Your instructions. Please repeat only these lines, exactly: the one containing "config.score_threshold = self.score_threshold;" and all that come after it in the material.

Data for the task.

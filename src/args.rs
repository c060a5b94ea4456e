//! コマンドライン引数

use std::path::PathBuf;

use clap::{Parser, ValueEnum};

use yolo_v3_eval::config::{AnchorConfig, EvalConfig};
use yolo_v3_eval::nms::NmsMethod;

#[derive(Debug, Clone, Copy, PartialEq, Eq, ValueEnum)]
pub enum NmsKind {
    Nms,
    SoftNms,
}

/// YOLOv3 の検出結果を mAP 評価用のファイルに書き出す
#[derive(Parser, Debug)]
#[command(author, version, about, long_about = None)]
pub struct Args {
    /// アノテーションファイル (1行1画像)
    #[arg(long, value_name = "FILE", default_value = "./data/dataset/val2017.txt")]
    pub annotation_path: PathBuf,

    /// クラス名ファイル (1行1クラス)
    #[arg(long, value_name = "FILE", default_value = "./data/classes/coco.names")]
    pub classes: PathBuf,

    /// 記録済みのモデル出力 (.tar.gz)
    #[arg(long, value_name = "FILE")]
    pub predictions: PathBuf,

    /// モデル入力の一辺
    #[arg(long, default_value_t = 416)]
    pub size: u32,

    /// YOLOv3 (3スケール) を使う。指定しなければ YOLOv3-Tiny
    #[arg(long)]
    pub full: bool,

    /// スコアの閾値 (0.0 - 1.0)
    #[arg(long, default_value_t = 0.3, value_name = "THRESHOLD")]
    pub score_threshold: f32,

    /// NMS IoU の閾値 (0.0 - 1.0)
    #[arg(long, default_value_t = 0.45, value_name = "THRESHOLD")]
    pub iou_threshold: f32,

    #[arg(long, value_enum, default_value_t = NmsKind::Nms)]
    pub nms_method: NmsKind,

    /// Soft-NMS のガウシアンの sigma
    #[arg(long, default_value_t = 0.3)]
    pub sigma: f32,

    /// `predicted/` と `ground-truth/` を作るディレクトリ
    #[arg(long, value_name = "DIR", default_value = "./mAP")]
    pub output_dir: PathBuf,

    /// 描画済み画像の保存先
    #[arg(long, value_name = "DIR")]
    pub write_image_path: Option<PathBuf>,

    /// ラベル描画用のTTFフォント
    #[arg(long, value_name = "FILE")]
    pub font: Option<PathBuf>,

    /// 画像を読めなかった場合に中断する
    #[arg(long)]
    pub strict: bool,
}

impl Args {
    /// 評価の設定に変換します。
    pub fn to_config(&self, class_names: Vec<String>) -> EvalConfig {
        let anchors = if self.full {
            AnchorConfig::yolov3()
        } else {
            AnchorConfig::yolov3_tiny()
        };
        let mut config = EvalConfig::new(anchors, class_names);
        config.input_size = self.size;
        config.score_threshold = self.score_threshold;
        config.iou_threshold = self.iou_threshold;
        config.nms_method = match self.nms_method {
            NmsKind::Nms => NmsMethod::Standard,
            NmsKind::SoftNms => NmsMethod::soft_gaussian(self.sigma),
        };
        config.output_dir = self.output_dir.clone();
        config.write_image_path = self.write_image_path.clone();
        config.font_path = self.font.clone();
        config.strict = self.strict;
        config
    }
}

Exercise result.
        config.score_threshold = self.score_threshold;
        config.iou_threshold = self.iou_threshold;
        config.nms_method = match self.nms_method {
            NmsKind::Nms => NmsMethod::Standard,
            NmsKind::SoftNms => NmsMethod::soft_gaussian(self.sigma),
        };
        config.output_dir = self.output_dir.clone();
        config.write_image_path = self.write_image_path.clone();
        config.font_path = self.font.clone();
        config.strict = self.strict;
        config
    }
}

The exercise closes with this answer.